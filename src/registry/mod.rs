//! Registry abstraction and backends.
//!
//! The trait defines the contract a registry collaborator must implement.
//! The in-memory backend serves embedded use, tests, and as a reference
//! implementation; persistent or replicated registries belong to the host
//! platform and plug in behind the same trait.

mod memory;
mod traits;

pub use memory::InMemoryRegistry;
pub use traits::{Registry, RegistryError};
//! Vocabulary building and fixed-length encoding of tagged sentences.

use tracing::{debug, info};

use crate::data::dataset::{TaggedSentence, TsvDataset};
use crate::data::vocab::{PAD_ID, ReservedTokens, Vocabularies, Vocabulary};
use crate::error::{Result, TaggerError};

/// How sentences are turned into id sequences.
#[derive(Debug, Clone, Copy, PartialEq, Eq)]
pub struct EncodingConfig {
    /// Every encoded sequence has exactly this many positions.
    pub max_len: usize,
    /// Wrap sentences in `<BOS>` / `<EOS>` (CRF variant).
    pub boundary_markers: bool,
}

impl EncodingConfig {
    pub fn new(max_len: usize, boundary_markers: bool) -> Result<Self> {
        let minimum = if boundary_markers { 3 } else { 1 };
        if max_len < minimum {
            return Err(TaggerError::Config(format!(
                "max_len must be at least {minimum}, got {max_len}"
            )));
        }
        Ok(Self {
            max_len,
            boundary_markers,
        })
    }

    /// Room left for sentence content once markers are placed.
    fn content_len(&self) -> usize {
        if self.boundary_markers {
            self.max_len - 2
        } else {
            self.max_len
        }
    }
}

/// A padded pair of input and label id sequences.
#[derive(Debug, Clone, PartialEq, Eq)]
pub struct EncodedExample {
    pub inputs: Vec<u32>,
    pub labels: Vec<u32>,
    /// Number of leading non-padding positions.
    pub length: usize,
}

impl EncodedExample {
    /// 1 at real positions, 0 at padding.
    pub fn mask(&self) -> Vec<u8> {
        (0..self.inputs.len())
            .map(|i| u8::from(i < self.length))
            .collect()
    }
}

/// An encoded split, every example of the same length.
#[derive(Debug, Clone, PartialEq, Eq)]
pub struct EncodedDataset {
    pub examples: Vec<EncodedExample>,
    pub max_len: usize,
}

impl EncodedDataset {
    pub fn len(&self) -> usize {
        self.examples.len()
    }

    pub fn is_empty(&self) -> bool {
        self.examples.is_empty()
    }

    /// Consecutive slices of at most `batch_size` examples.
    pub fn batches(&self, batch_size: usize) -> std::slice::Chunks<'_, EncodedExample> {
        self.examples.chunks(batch_size.max(1))
    }

    /// Number of batches [`Self::batches`] yields.
    pub fn num_batches(&self, batch_size: usize) -> usize {
        self.examples.len().div_ceil(batch_size.max(1))
    }
}

/// Builds vocabularies from the training split and encodes every split with them.
#[derive(Debug, Clone)]
pub struct DatasetParser {
    config: EncodingConfig,
    vocabularies: Option<Vocabularies>,
}

impl DatasetParser {
    pub fn new(config: EncodingConfig) -> Self {
        Self {
            config,
            vocabularies: None,
        }
    }

    /// A parser reusing vocabularies from an earlier run (e.g. a checkpoint).
    pub fn with_vocabularies(config: EncodingConfig, vocabularies: Vocabularies) -> Result<Self> {
        if vocabularies.boundary_markers != config.boundary_markers {
            return Err(TaggerError::Config(
                "vocabularies and encoding disagree on boundary markers".into(),
            ));
        }
        Ok(Self {
            config,
            vocabularies: Some(vocabularies),
        })
    }

    pub fn config(&self) -> EncodingConfig {
        self.config
    }

    pub fn vocabularies(&self) -> Option<&Vocabularies> {
        self.vocabularies.as_ref()
    }

    /// Build vocabularies from the training split.
    ///
    /// Only the first call builds; later calls return the existing ones so
    /// that dev/test data can never leak into the vocabulary.
    pub fn build_vocabularies(&mut self, train: &TsvDataset) -> &Vocabularies {
        let boundary_markers = self.config.boundary_markers;
        self.vocabularies.get_or_insert_with(|| {
            let tokens = Vocabulary::build(
                train
                    .sentences
                    .iter()
                    .flat_map(|s| s.tokens.iter().map(String::as_str)),
                ReservedTokens {
                    unknown: true,
                    boundary_markers,
                },
            );
            let labels = Vocabulary::build(
                train
                    .sentences
                    .iter()
                    .flat_map(|s| s.labels.iter().map(String::as_str)),
                ReservedTokens {
                    unknown: false,
                    boundary_markers,
                },
            );
            info!(
                tokens = tokens.len(),
                labels = labels.len(),
                "built vocabularies from training split"
            );
            Vocabularies {
                tokens,
                labels,
                boundary_markers,
            }
        })
    }

    /// Encode every sentence of a split.
    pub fn encode(&self, dataset: &TsvDataset) -> Result<EncodedDataset> {
        let examples = dataset
            .sentences
            .iter()
            .map(|sentence| self.encode_sentence(sentence))
            .collect::<Result<Vec<_>>>()?;

        let truncated = dataset
            .sentences
            .iter()
            .filter(|s| s.len() > self.config.content_len())
            .count();
        if truncated > 0 {
            debug!(truncated, max_len = self.config.max_len, "truncated long sentences");
        }

        Ok(EncodedDataset {
            examples,
            max_len: self.config.max_len,
        })
    }

    /// Encode one sentence: truncate, add markers, pad.
    pub fn encode_sentence(&self, sentence: &TaggedSentence) -> Result<EncodedExample> {
        let vocabs = self
            .vocabularies
            .as_ref()
            .ok_or(TaggerError::MissingVocabulary)?;
        if sentence.tokens.len() != sentence.labels.len() {
            return Err(TaggerError::Shape(format!(
                "sentence has {} tokens but {} labels",
                sentence.tokens.len(),
                sentence.labels.len()
            )));
        }

        let keep = sentence.len().min(self.config.content_len());
        let mut inputs = Vec::with_capacity(self.config.max_len);
        let mut labels = Vec::with_capacity(self.config.max_len);

        if self.config.boundary_markers {
            inputs.push(marker(&vocabs.tokens, vocabs.tokens.bos_id())?);
            labels.push(marker(&vocabs.labels, vocabs.labels.bos_id())?);
        }
        for (token, label) in sentence.tokens[..keep].iter().zip(&sentence.labels[..keep]) {
            inputs.push(vocabs.tokens.encode_token(token));
            labels.push(vocabs.labels.encode_label(label)?);
        }
        if self.config.boundary_markers {
            inputs.push(marker(&vocabs.tokens, vocabs.tokens.eos_id())?);
            labels.push(marker(&vocabs.labels, vocabs.labels.eos_id())?);
        }

        let length = inputs.len();
        inputs.resize(self.config.max_len, PAD_ID);
        labels.resize(self.config.max_len, PAD_ID);

        Ok(EncodedExample {
            inputs,
            labels,
            length,
        })
    }
}

fn marker(vocab: &Vocabulary, id: Option<u32>) -> Result<u32> {
    id.ok_or_else(|| {
        TaggerError::Config(format!(
            "boundary markers requested but vocabulary of {} entries has none",
            vocab.len()
        ))
    })
}
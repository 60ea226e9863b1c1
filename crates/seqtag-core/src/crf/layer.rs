//! Linear-chain CRF output layer.
//!
//! The log-likelihood is built from candle tensor ops so that training can
//! back-propagate through it; decoding copies the scores to the host and runs
//! [`ViterbiDecoder`].

use candle_core::{IndexOp, Tensor};
use candle_nn::{Init, VarBuilder};

use crate::crf::viterbi::{TransitionScores, ViterbiDecoder};
use crate::error::{Result, TaggerError};

/// Learned start, end and pairwise transition scores over `num_tags` labels.
#[derive(Debug, Clone)]
pub struct CrfLayer {
    num_tags: usize,
    start_transitions: Tensor,
    end_transitions: Tensor,
    /// `[num_tags, num_tags]`, indexed `[prev, curr]`.
    transitions: Tensor,
}

impl CrfLayer {
    pub fn new(num_tags: usize, vb: VarBuilder) -> Result<Self> {
        if num_tags == 0 {
            return Err(TaggerError::Config("CRF needs at least one tag".into()));
        }
        let init = Init::Uniform { lo: -0.1, up: 0.1 };
        Ok(Self {
            num_tags,
            start_transitions: vb.get_with_hints(num_tags, "start_transitions", init)?,
            end_transitions: vb.get_with_hints(num_tags, "end_transitions", init)?,
            transitions: vb.get_with_hints((num_tags, num_tags), "transitions", init)?,
        })
    }

    pub fn num_tags(&self) -> usize {
        self.num_tags
    }

    /// Per-sequence log-likelihood of `tags` under `emissions`.
    ///
    /// * `emissions` - `[batch, seq_len, num_tags]` f32
    /// * `tags` - `[batch, seq_len]` u32
    /// * `mask` - `[batch, seq_len]` f32, a prefix of ones per row; the first
    ///   column must be all ones
    ///
    /// Returns a `[batch]` tensor.
    pub fn log_likelihood(&self, emissions: &Tensor, tags: &Tensor, mask: &Tensor) -> Result<Tensor> {
        let (batch, seq_len, num_tags) = emissions.dims3()?;
        if num_tags != self.num_tags {
            return Err(TaggerError::Shape(format!(
                "expected {} emission scores per position, got {num_tags}",
                self.num_tags
            )));
        }
        if tags.dims2()? != (batch, seq_len) || mask.dims2()? != (batch, seq_len) {
            return Err(TaggerError::Shape(
                "tags and mask must be [batch, seq_len] like the emissions".into(),
            ));
        }

        let tags_host = tags.to_vec2::<u32>()?;
        let lengths = mask_lengths(mask)?;

        let numerator = self.gold_score(emissions, tags, mask, &tags_host, &lengths)?;
        let denominator = self.log_partition(emissions, mask)?;
        Ok(numerator.sub(&denominator)?)
    }

    /// Score of the gold path of every sequence, `[batch]`.
    fn gold_score(
        &self,
        emissions: &Tensor,
        tags: &Tensor,
        mask: &Tensor,
        tags_host: &[Vec<u32>],
        lengths: &[usize],
    ) -> Result<Tensor> {
        let device = emissions.device();
        let (batch, seq_len, _) = emissions.dims3()?;

        let emitted = emissions
            .gather(&tags.contiguous()?.unsqueeze(2)?, 2)?
            .squeeze(2)?
            .mul(mask)?
            .sum(1)?;

        let first: Vec<u32> = tags_host.iter().map(|row| row[0]).collect();
        let last: Vec<u32> = tags_host
            .iter()
            .zip(lengths)
            .map(|(row, &len)| row[len - 1])
            .collect();
        let start = self
            .start_transitions
            .index_select(&Tensor::from_vec(first, batch, device)?, 0)?;
        let end = self
            .end_transitions
            .index_select(&Tensor::from_vec(last, batch, device)?, 0)?;

        let mut score = emitted.add(&start)?.add(&end)?;

        if seq_len > 1 {
            let num_tags = self.num_tags as u32;
            let pairs: Vec<u32> = tags_host
                .iter()
                .flat_map(|row| row.windows(2).map(move |w| w[0] * num_tags + w[1]))
                .collect();
            let pairs = Tensor::from_vec(pairs, batch * (seq_len - 1), device)?;
            let transitioned = self
                .transitions
                .flatten_all()?
                .index_select(&pairs, 0)?
                .reshape((batch, seq_len - 1))?
                .mul(&mask.narrow(1, 1, seq_len - 1)?)?
                .sum(1)?;
            score = score.add(&transitioned)?;
        }

        Ok(score)
    }

    /// Log of the sum of exp-scores over all paths (forward algorithm), `[batch]`.
    fn log_partition(&self, emissions: &Tensor, mask: &Tensor) -> Result<Tensor> {
        let (_, seq_len, _) = emissions.dims3()?;
        let transitions = self.transitions.unsqueeze(0)?;

        // score[b, t]: log-sum of all paths ending in tag t at the current position
        let mut score = self
            .start_transitions
            .unsqueeze(0)?
            .broadcast_add(&emissions.i((.., 0, ..))?)?;

        for pos in 1..seq_len {
            let next = score
                .unsqueeze(2)?
                .broadcast_add(&transitions)?
                .broadcast_add(&emissions.i((.., pos, ..))?.unsqueeze(1)?)?;
            let next = log_sum_exp(&next, 1)?;

            let step = mask.i((.., pos))?.unsqueeze(1)?;
            let hold = step.affine(-1.0, 1.0)?;
            score = next.broadcast_mul(&step)?.add(&score.broadcast_mul(&hold)?)?;
        }

        let score = score.broadcast_add(&self.end_transitions.unsqueeze(0)?)?;
        log_sum_exp(&score, 1)
    }

    /// Host copy of the learned scores.
    pub fn transition_scores(&self) -> Result<TransitionScores> {
        Ok(TransitionScores {
            transitions: self.transitions.to_vec2::<f32>()?,
            start: self.start_transitions.to_vec1::<f32>()?,
            end: self.end_transitions.to_vec1::<f32>()?,
        })
    }

    /// Best tag path of each sequence, truncated to its length.
    pub fn decode(&self, emissions: &Tensor, lengths: &[usize]) -> Result<Vec<Vec<u32>>> {
        let emissions = emissions.to_vec3::<f32>()?;
        if emissions.len() != lengths.len() {
            return Err(TaggerError::Shape(format!(
                "{} emission rows but {} lengths",
                emissions.len(),
                lengths.len()
            )));
        }
        let scores = self.transition_scores()?;
        let decoder = ViterbiDecoder::new(self.num_tags);

        emissions
            .iter()
            .zip(lengths)
            .map(|(rows, &len)| {
                let path = decoder.decode(&rows[..len.min(rows.len())], &scores)?;
                Ok(path.into_iter().map(|tag| tag as u32).collect())
            })
            .collect()
    }
}

/// Number of unmasked positions per row; rejects rows whose first position is masked.
fn mask_lengths(mask: &Tensor) -> Result<Vec<usize>> {
    mask.to_vec2::<f32>()?
        .into_iter()
        .map(|row| {
            if row.first().is_none_or(|&m| m < 0.5) {
                return Err(TaggerError::Shape(
                    "the first position of every sequence must be unmasked".into(),
                ));
            }
            Ok(row.iter().filter(|&&m| m >= 0.5).count())
        })
        .collect()
}

/// Numerically stable `log(sum(exp(xs)))` along `dim`, which is removed.
fn log_sum_exp(xs: &Tensor, dim: usize) -> Result<Tensor> {
    let max = xs.max_keepdim(dim)?;
    let summed = xs.broadcast_sub(&max)?.exp()?.sum_keepdim(dim)?.log()?;
    Ok(summed.broadcast_add(&max)?.squeeze(dim)?)
}
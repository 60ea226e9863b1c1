use std::path::PathBuf;

use thiserror::Error;

/// Errors that can occur while preparing data for, building, or running a tagger.
#[derive(Debug, Error)]
pub enum TaggerError {
    /// A split was encoded before the training vocabularies were built.
    #[error("vocabulary has not been built; build it from the training split first")]
    MissingVocabulary,

    /// A label that the training split never produced.
    #[error("label {label:?} is not in the training label vocabulary")]
    UnknownLabel {
        /// The offending label.
        label: String,
    },

    /// A TSV record could not be interpreted.
    #[error("malformed record at {}:{line}: {reason}", path.display())]
    MalformedRecord {
        /// Source file (or `<memory>` for in-memory input).
        path: PathBuf,
        /// 1-based line number.
        line: usize,
        /// What was wrong with it.
        reason: String,
    },

    /// Invalid configuration values.
    #[error("invalid configuration: {0}")]
    Config(String),

    /// Tensor shapes or mask layout that the models cannot handle.
    #[error("shape error: {0}")]
    Shape(String),

    /// Underlying I/O failure.
    #[error("I/O error: {0}")]
    Io(#[from] std::io::Error),

    /// JSON (de)serialization failure.
    #[error("serialization error: {0}")]
    Serde(#[from] serde_json::Error),

    /// Candle ML framework error.
    #[error("ML framework error: {0}")]
    Candle(#[from] candle_core::Error),
}

/// Result type alias for seqtag operations.
pub type Result<T> = std::result::Result<T, TaggerError>;
use std::fs;

use candle_core::Device;
use seqtag_core::{
    DatasetParser, EncodedDataset, EncodingConfig, HyperParameters, ModelKind, SequenceTagger,
    Tagger, TsvDataset, Vocabularies,
};
use seqtag_trainer::metrics::{TRAIN_LOSS, VALID_ACCURACY, VALID_LOSS};
use seqtag_trainer::{
    MemoryMetrics, RunConfig, Trainer, TrainingConfig, evaluate, load_checkpoint, run_training,
};
use tempfile::tempdir;

const TRAIN: &str = "The\tDET\ncat\tNOUN\nsat\tVERB\n\nA\tDET\ndog\tNOUN\nran\tVERB\nhome\tNOUN\n";
const DEV: &str = "The\tDET\ndog\tNOUN\nsat\tVERB\n";

fn prepare(kind: ModelKind) -> (Vocabularies, EncodedDataset, EncodedDataset) {
    let train = TsvDataset::parse_str(TRAIN).unwrap();
    let dev = TsvDataset::parse_str(DEV).unwrap();
    let mut parser =
        DatasetParser::new(EncodingConfig::new(8, kind.uses_boundary_markers()).unwrap());
    let vocabs = parser.build_vocabularies(&train).clone();
    let train = parser.encode(&train).unwrap();
    let dev = parser.encode(&dev).unwrap();
    (vocabs, train, dev)
}

fn small_tagger(kind: ModelKind, vocabs: &Vocabularies) -> Tagger {
    let hparams = HyperParameters::new(kind, vocabs, None, 2)
        .unwrap()
        .with_embedding_dim(8)
        .with_encoder(6, 1, true)
        .with_dropout(0.0);
    Tagger::new(hparams, &Device::Cpu).unwrap()
}

#[test]
fn one_epoch_gives_finite_losses() {
    for kind in [ModelKind::Baseline, ModelKind::Crf] {
        let (vocabs, train, dev) = prepare(kind);
        let tagger = small_tagger(kind, &vocabs);
        let config = TrainingConfig::for_kind(kind, 1);
        let mut trainer = Trainer::new(tagger, vocabs, config).unwrap();
        let mut metrics = MemoryMetrics::default();

        let report = trainer.train(&train, &dev, &mut metrics).unwrap();
        assert_eq!(report.epochs_run, 1);
        assert!(!report.stopped_early);
        assert!(report.avg_train_loss.is_finite(), "{kind}");
        assert!(report.best_val_loss.is_finite(), "{kind}");
        assert_eq!(metrics.values(TRAIN_LOSS).len(), 1);
        assert_eq!(metrics.values(VALID_LOSS), vec![report.history[0].val_loss]);
        let accuracy = report.history[0].val_accuracy;
        assert!((0.0..=1.0).contains(&accuracy), "{kind}: accuracy {accuracy}");
        assert_eq!(metrics.values(VALID_ACCURACY), vec![accuracy]);
        assert!(report.best_checkpoint.is_none());
    }
}

#[test]
fn training_lowers_the_loss() {
    let (vocabs, train, _) = prepare(ModelKind::Crf);
    let tagger = small_tagger(ModelKind::Crf, &vocabs);
    let mut config = TrainingConfig::for_kind(ModelKind::Crf, 30);
    config.learning_rate = 0.05;
    let mut trainer = Trainer::new(tagger, vocabs, config).unwrap();

    let before = trainer.evaluate_loss(&train).unwrap();
    let report = trainer
        .train(&train, &train, &mut MemoryMetrics::default())
        .unwrap();
    assert!(report.best_val_loss < before);
}

#[test]
fn early_stopping_fires_when_validation_never_improves() {
    let (vocabs, train, _) = prepare(ModelKind::Baseline);
    let tagger = small_tagger(ModelKind::Baseline, &vocabs);
    let mut config = TrainingConfig::for_kind(ModelKind::Baseline, 50);
    config.patience = 2;
    // With a zero learning rate every validation loss is identical, which
    // never counts as an improvement.
    config.learning_rate = 0.0;
    let mut trainer = Trainer::new(tagger, vocabs, config).unwrap();

    let report = trainer
        .train(&train, &train, &mut MemoryMetrics::default())
        .unwrap();
    assert!(report.stopped_early);
    assert_eq!(report.epochs_run, 3);
    assert!(report.epochs_run < 50);
}

#[test]
fn best_model_is_checkpointed_and_reloads() {
    let dir = tempdir().unwrap();
    let (vocabs, train, dev) = prepare(ModelKind::Crf);
    let tagger = small_tagger(ModelKind::Crf, &vocabs);
    let mut config = TrainingConfig::for_kind(ModelKind::Crf, 1);
    config.checkpoint_dir = Some(dir.path().join("CRF_BiLSTM_model"));
    let mut trainer = Trainer::new(tagger, vocabs.clone(), config).unwrap();

    let report = trainer
        .train(&train, &dev, &mut MemoryMetrics::default())
        .unwrap();
    let saved = report.best_checkpoint.clone().unwrap();
    assert!(saved.join("model.safetensors").exists());
    assert!(saved.join("manifest.json").exists());

    let (restored, manifest) = load_checkpoint(&saved, &Device::Cpu).unwrap();
    assert_eq!(manifest.epoch, 1);
    assert_eq!(manifest.kind, ModelKind::Crf);
    assert_eq!(manifest.vocabularies, vocabs);
    assert_eq!(manifest.best_val_loss, report.best_val_loss);

    let trained = trainer.into_tagger();
    let batch = seqtag_core::Batch::from_examples(&dev.examples, &Device::Cpu).unwrap();
    assert_eq!(trained.decode(&batch).unwrap(), restored.decode(&batch).unwrap());
}

#[test]
fn zero_batch_size_is_rejected_before_training() {
    let (vocabs, _, _) = prepare(ModelKind::Baseline);
    assert!(HyperParameters::new(ModelKind::Baseline, &vocabs, None, 0).is_err());

    let dir = tempdir().unwrap();
    let config = RunConfig {
        data_dir: dir.path().join("data"),
        resources_dir: dir.path().join("resources"),
        batch_size: 0,
        ..RunConfig::default()
    };
    assert!(run_training(config).is_err());
}

#[test]
fn missing_checkpoint_is_an_error() {
    let dir = tempdir().unwrap();
    assert!(load_checkpoint(dir.path().join("nothing-here"), &Device::Cpu).is_err());
}

#[test]
fn evaluation_scores_every_real_token() {
    let (vocabs, train, dev) = prepare(ModelKind::Crf);
    let tagger = small_tagger(ModelKind::Crf, &vocabs);
    let report = evaluate(&tagger, &dev, &vocabs, 2).unwrap();
    // <BOS>/<EOS> are not scored, so only the three words count.
    assert_eq!(report.num_tokens, 3);
    assert!((0.0..=1.0).contains(&report.accuracy));

    let report = evaluate(&tagger, &train, &vocabs, 1).unwrap();
    assert_eq!(report.num_tokens, 7);
}

#[test]
fn pipeline_runs_end_to_end() {
    let dir = tempdir().unwrap();
    let data_dir = dir.path().join("data");
    fs::create_dir_all(&data_dir).unwrap();
    fs::write(data_dir.join("train.tsv"), TRAIN).unwrap();
    fs::write(data_dir.join("dev.tsv"), DEV).unwrap();
    fs::write(data_dir.join("test.tsv"), DEV).unwrap();

    let resources = dir.path().join("resources");
    fs::create_dir_all(&resources).unwrap();
    fs::write(
        resources.join("vectors.txt"),
        "3 4\nthe 0.1 0.2 0.3 0.4\ncat 0.5 0.6 0.7 0.8\ndog 1 1 1 1\n",
    )
    .unwrap();

    let config = RunConfig {
        data_dir,
        resources_dir: resources.clone(),
        embeddings_file: Some("vectors.txt".into()),
        model: ModelKind::Crf,
        max_len: 8,
        batch_size: 2,
        epochs: 2,
        embedding_dim: 4,
        hidden_dim: 4,
        num_layers: 1,
        shuffle: true,
        use_gpu: false,
        ..RunConfig::default()
    };

    let report = run_training(config).unwrap();
    assert_eq!(report.training.epochs_run, 2);
    assert_eq!(report.test.num_tokens, 3);
    assert!(resources.join("CRF_BiLSTM_report.json").exists());
    assert!(resources.join("runs").join("CRF_BiLSTM.jsonl").exists());
    assert!(resources.join("CRF_BiLSTM_model").join("manifest.json").exists());
}
//! # Vocabularies
//!
//! Dense string ↔ id mappings for tokens and labels. Reserved entries always
//! occupy the lowest ids, in the order given by [`ReservedTokens`].

use std::collections::HashMap;

use serde::{Deserialize, Serialize};

use crate::error::{Result, TaggerError};

/// Padding entry, always id 0.
pub const PAD: &str = "<PAD>";
/// Unknown-token entry (token vocabularies only).
pub const UNK: &str = "<UNK>";
/// Sequence start marker (CRF variant).
pub const BOS: &str = "<BOS>";
/// Sequence end marker (CRF variant).
pub const EOS: &str = "<EOS>";

/// Id of [`PAD`] in every vocabulary.
pub const PAD_ID: u32 = 0;

/// Which reserved entries a vocabulary starts with.
#[derive(Debug, Clone, Copy, PartialEq, Eq)]
pub struct ReservedTokens {
    /// Reserve `<UNK>` right after `<PAD>`.
    pub unknown: bool,
    /// Reserve `<BOS>` and `<EOS>`.
    pub boundary_markers: bool,
}

impl ReservedTokens {
    fn entries(self) -> Vec<&'static str> {
        let mut entries = vec![PAD];
        if self.unknown {
            entries.push(UNK);
        }
        if self.boundary_markers {
            entries.push(BOS);
            entries.push(EOS);
        }
        entries
    }
}

/// Insertion-ordered mapping between strings and dense ids.
#[derive(Debug, Clone, PartialEq, Serialize, Deserialize)]
#[serde(from = "Vec<String>", into = "Vec<String>")]
pub struct Vocabulary {
    id_to_token: Vec<String>,
    token_to_id: HashMap<String, u32>,
}

impl Vocabulary {
    /// Build a vocabulary from the reserved entries followed by every distinct
    /// item of `items`, in first-seen order.
    pub fn build<'a, I>(items: I, reserved: ReservedTokens) -> Self
    where
        I: IntoIterator<Item = &'a str>,
    {
        let mut vocab = Self {
            id_to_token: Vec::new(),
            token_to_id: HashMap::new(),
        };
        for entry in reserved.entries() {
            vocab.insert(entry);
        }
        for item in items {
            vocab.insert(item);
        }
        vocab
    }

    fn insert(&mut self, token: &str) {
        if self.token_to_id.contains_key(token) {
            return;
        }
        let id = self.id_to_token.len() as u32;
        self.id_to_token.push(token.to_string());
        self.token_to_id.insert(token.to_string(), id);
    }

    /// Number of entries, reserved ones included.
    pub fn len(&self) -> usize {
        self.id_to_token.len()
    }

    /// Always false for a built vocabulary, which holds at least `<PAD>`.
    pub fn is_empty(&self) -> bool {
        self.id_to_token.is_empty()
    }

    /// Exact lookup.
    pub fn id(&self, token: &str) -> Option<u32> {
        self.token_to_id.get(token).copied()
    }

    /// Id of `<UNK>` when this vocabulary reserves it.
    pub fn unk_id(&self) -> Option<u32> {
        self.id(UNK)
    }

    /// Id of `<BOS>` when reserved.
    pub fn bos_id(&self) -> Option<u32> {
        self.id(BOS)
    }

    /// Id of `<EOS>` when reserved.
    pub fn eos_id(&self) -> Option<u32> {
        self.id(EOS)
    }

    /// Encode a token, falling back to `<UNK>` for out-of-vocabulary input.
    ///
    /// Vocabularies without `<UNK>` fall back to `<PAD>`.
    pub fn encode_token(&self, token: &str) -> u32 {
        self.id(token)
            .or_else(|| self.unk_id())
            .unwrap_or(PAD_ID)
    }

    /// Encode a label; labels never fall back.
    pub fn encode_label(&self, label: &str) -> Result<u32> {
        self.id(label).ok_or_else(|| TaggerError::UnknownLabel {
            label: label.to_string(),
        })
    }

    /// Reverse lookup.
    pub fn token(&self, id: u32) -> Option<&str> {
        self.id_to_token.get(id as usize).map(String::as_str)
    }

    /// Ids of the reserved entries present in this vocabulary.
    pub fn reserved_ids(&self) -> Vec<u32> {
        [PAD, UNK, BOS, EOS]
            .iter()
            .filter_map(|entry| self.id(entry))
            .collect()
    }

    /// Iterate `(id, token)` pairs in id order.
    pub fn iter(&self) -> impl Iterator<Item = (u32, &str)> {
        self.id_to_token
            .iter()
            .enumerate()
            .map(|(id, token)| (id as u32, token.as_str()))
    }
}

impl From<Vec<String>> for Vocabulary {
    fn from(id_to_token: Vec<String>) -> Self {
        let token_to_id = id_to_token
            .iter()
            .enumerate()
            .map(|(id, token)| (token.clone(), id as u32))
            .collect();
        Self {
            id_to_token,
            token_to_id,
        }
    }
}

impl From<Vocabulary> for Vec<String> {
    fn from(vocab: Vocabulary) -> Self {
        vocab.id_to_token
    }
}

/// Token and label vocabularies built together from the training split.
#[derive(Debug, Clone, PartialEq, Serialize, Deserialize)]
pub struct Vocabularies {
    /// Input token vocabulary.
    pub tokens: Vocabulary,
    /// Output label vocabulary.
    pub labels: Vocabulary,
    /// Whether `<BOS>`/`<EOS>` were reserved (CRF variant).
    pub boundary_markers: bool,
}

impl Vocabularies {
    /// Labels a tagger should be scored on (everything but reserved entries).
    pub fn scored_labels(&self) -> Vec<u32> {
        let reserved = self.labels.reserved_ids();
        self.labels
            .iter()
            .map(|(id, _)| id)
            .filter(|id| !reserved.contains(id))
            .collect()
    }
}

■ ■ ■ ■ ■ ■ ■

Show the lines of the records that include the string "traits".

* _RESULT_
mod traits;
pub use traits::{Registry, RegistryError};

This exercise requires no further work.